What the exercise asks: Please state how many lines in the records below contain the word "encoding"; the answer should be a number and nothing else.

[Stored records]

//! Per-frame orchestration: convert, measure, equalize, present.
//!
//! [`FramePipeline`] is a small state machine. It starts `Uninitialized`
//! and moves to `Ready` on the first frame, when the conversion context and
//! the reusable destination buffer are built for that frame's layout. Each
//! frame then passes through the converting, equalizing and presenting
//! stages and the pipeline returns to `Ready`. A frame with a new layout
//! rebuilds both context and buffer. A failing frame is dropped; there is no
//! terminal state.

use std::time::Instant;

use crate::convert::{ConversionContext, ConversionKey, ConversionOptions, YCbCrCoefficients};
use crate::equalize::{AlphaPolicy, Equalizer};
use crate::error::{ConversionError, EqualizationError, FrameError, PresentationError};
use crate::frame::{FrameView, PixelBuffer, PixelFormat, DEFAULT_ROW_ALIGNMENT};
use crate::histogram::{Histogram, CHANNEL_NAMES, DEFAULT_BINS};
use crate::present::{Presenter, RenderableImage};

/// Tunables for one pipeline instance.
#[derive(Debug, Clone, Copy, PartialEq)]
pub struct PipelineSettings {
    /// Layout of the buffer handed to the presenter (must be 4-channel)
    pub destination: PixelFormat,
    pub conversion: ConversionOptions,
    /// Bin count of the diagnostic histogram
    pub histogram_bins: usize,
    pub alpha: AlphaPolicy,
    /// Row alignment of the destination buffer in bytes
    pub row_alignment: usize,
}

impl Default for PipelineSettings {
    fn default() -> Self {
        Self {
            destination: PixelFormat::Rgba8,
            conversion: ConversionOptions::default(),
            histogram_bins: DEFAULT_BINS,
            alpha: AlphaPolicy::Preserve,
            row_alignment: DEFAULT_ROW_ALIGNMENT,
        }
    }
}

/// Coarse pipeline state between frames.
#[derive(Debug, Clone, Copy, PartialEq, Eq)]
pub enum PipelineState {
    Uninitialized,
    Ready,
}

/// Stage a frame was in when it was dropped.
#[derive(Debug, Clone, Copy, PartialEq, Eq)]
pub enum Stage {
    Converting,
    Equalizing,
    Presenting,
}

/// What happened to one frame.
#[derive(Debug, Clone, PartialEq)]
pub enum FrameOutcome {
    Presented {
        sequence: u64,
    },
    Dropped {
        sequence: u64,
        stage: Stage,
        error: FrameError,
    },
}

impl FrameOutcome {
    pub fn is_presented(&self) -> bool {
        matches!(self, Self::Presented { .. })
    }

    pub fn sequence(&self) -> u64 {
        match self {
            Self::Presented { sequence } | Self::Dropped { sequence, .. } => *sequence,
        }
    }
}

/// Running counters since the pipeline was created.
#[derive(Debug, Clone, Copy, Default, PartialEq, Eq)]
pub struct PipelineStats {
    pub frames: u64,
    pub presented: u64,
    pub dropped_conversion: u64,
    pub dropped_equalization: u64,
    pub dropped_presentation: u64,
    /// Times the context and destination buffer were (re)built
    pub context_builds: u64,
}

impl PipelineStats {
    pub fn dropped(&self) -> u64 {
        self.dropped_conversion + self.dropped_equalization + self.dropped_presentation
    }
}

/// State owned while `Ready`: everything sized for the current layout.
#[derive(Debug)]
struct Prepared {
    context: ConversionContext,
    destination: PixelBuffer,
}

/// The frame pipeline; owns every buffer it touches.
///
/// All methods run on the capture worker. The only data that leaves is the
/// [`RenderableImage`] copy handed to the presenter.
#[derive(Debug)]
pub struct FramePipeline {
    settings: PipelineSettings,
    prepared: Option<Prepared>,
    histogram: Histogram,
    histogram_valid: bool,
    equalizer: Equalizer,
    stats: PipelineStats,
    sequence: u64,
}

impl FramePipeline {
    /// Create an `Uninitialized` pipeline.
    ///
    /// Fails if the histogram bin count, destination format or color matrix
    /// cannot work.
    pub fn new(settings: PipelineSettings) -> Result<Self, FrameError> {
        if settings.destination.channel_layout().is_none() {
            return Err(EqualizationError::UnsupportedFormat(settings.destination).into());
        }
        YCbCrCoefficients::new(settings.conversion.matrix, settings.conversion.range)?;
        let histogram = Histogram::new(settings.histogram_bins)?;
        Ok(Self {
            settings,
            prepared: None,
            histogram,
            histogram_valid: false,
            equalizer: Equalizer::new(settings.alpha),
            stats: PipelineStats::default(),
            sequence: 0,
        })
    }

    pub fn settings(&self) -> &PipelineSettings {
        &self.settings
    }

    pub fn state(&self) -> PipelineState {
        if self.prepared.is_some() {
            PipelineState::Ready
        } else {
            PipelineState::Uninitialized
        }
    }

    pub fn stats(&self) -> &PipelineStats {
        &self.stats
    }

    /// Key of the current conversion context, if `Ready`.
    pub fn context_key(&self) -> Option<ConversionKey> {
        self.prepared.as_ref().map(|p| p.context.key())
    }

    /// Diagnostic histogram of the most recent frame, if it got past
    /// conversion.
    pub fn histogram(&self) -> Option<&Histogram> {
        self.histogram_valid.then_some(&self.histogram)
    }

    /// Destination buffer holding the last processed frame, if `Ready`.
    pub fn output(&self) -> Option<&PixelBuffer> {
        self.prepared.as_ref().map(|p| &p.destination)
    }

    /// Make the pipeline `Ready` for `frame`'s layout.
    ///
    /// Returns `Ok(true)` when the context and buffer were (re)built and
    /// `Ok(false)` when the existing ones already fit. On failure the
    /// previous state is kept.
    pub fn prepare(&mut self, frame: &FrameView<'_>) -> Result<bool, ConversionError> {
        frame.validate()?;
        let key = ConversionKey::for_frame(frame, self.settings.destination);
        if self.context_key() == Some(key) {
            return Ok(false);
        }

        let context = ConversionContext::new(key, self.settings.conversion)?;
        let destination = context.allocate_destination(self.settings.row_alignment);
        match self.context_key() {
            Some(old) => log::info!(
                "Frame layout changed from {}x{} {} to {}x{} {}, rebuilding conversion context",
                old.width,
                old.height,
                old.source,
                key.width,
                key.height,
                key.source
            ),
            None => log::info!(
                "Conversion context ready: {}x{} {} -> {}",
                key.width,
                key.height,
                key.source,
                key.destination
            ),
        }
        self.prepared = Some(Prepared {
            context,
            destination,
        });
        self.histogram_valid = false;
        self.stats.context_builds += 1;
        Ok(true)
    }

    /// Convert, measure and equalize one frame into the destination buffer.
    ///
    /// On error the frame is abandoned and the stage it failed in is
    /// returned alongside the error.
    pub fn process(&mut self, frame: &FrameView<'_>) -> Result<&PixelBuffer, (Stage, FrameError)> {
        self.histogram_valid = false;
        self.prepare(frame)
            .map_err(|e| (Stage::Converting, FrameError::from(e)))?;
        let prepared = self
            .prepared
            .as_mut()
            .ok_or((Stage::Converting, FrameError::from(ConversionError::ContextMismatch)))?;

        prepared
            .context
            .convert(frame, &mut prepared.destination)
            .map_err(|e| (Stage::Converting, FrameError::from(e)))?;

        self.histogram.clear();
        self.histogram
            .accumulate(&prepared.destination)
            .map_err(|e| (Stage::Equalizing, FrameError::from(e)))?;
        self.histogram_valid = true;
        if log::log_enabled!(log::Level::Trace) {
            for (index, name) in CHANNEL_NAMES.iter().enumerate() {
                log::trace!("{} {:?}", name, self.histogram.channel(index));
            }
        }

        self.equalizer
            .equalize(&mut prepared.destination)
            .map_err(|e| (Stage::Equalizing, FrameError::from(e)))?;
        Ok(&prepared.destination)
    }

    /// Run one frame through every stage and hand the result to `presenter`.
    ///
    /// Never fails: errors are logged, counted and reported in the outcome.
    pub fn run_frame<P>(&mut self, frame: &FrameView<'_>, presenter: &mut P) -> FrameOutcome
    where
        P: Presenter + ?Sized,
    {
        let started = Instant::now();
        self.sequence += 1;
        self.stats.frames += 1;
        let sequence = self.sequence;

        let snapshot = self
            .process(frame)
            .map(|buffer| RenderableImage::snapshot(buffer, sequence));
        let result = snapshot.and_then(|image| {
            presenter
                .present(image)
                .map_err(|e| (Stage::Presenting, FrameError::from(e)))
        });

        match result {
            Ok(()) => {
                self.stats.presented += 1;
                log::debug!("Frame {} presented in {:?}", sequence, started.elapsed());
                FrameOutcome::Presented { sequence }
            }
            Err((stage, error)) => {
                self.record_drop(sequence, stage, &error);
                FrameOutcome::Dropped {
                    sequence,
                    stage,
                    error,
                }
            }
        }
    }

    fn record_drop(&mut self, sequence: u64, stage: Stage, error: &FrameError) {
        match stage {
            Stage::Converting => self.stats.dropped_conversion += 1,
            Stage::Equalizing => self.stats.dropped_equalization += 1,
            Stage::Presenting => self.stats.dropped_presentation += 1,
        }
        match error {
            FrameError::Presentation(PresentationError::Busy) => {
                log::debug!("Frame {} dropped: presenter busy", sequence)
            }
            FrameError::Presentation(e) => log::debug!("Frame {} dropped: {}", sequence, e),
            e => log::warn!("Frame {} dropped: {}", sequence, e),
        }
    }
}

---

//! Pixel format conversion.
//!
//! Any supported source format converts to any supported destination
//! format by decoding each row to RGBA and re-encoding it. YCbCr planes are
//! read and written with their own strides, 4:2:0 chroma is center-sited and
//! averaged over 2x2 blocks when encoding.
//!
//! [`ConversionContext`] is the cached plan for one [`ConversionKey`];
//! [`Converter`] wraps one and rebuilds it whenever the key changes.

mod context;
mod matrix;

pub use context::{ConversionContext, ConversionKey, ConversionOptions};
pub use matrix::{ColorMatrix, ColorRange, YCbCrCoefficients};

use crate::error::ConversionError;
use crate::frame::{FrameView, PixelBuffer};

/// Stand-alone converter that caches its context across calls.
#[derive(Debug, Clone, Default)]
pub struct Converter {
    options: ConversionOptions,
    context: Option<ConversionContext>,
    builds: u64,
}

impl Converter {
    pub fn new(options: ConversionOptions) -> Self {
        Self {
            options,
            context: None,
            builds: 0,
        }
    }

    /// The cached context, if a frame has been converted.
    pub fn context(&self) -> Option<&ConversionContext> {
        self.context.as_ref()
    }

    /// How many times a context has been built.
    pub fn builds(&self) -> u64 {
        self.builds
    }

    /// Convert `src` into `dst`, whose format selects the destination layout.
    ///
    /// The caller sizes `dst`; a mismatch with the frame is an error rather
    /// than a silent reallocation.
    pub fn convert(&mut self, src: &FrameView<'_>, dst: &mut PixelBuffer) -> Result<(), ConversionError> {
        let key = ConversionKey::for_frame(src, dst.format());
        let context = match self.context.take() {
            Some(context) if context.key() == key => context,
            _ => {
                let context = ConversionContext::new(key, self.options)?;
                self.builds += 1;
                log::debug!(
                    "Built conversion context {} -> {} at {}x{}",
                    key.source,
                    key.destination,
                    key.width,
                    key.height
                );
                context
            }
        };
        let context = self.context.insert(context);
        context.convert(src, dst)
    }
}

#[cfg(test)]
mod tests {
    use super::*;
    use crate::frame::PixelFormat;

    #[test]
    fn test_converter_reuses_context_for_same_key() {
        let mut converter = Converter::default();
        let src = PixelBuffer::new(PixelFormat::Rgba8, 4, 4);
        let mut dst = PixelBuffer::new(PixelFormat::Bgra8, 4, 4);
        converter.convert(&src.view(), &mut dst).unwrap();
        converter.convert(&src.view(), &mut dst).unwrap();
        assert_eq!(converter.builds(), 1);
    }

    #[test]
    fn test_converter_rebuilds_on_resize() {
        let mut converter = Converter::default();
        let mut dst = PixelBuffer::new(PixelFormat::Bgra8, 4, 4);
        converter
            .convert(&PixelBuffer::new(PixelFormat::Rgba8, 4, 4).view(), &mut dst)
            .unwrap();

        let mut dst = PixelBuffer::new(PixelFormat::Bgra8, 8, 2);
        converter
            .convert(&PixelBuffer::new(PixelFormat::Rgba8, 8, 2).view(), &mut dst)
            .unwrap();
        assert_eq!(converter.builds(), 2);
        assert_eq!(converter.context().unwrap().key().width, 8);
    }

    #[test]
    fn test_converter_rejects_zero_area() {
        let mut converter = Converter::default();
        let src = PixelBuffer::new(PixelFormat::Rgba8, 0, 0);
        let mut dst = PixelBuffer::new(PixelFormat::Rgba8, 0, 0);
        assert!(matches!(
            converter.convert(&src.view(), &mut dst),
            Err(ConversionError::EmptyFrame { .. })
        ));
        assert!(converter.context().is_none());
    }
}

Written solution: 2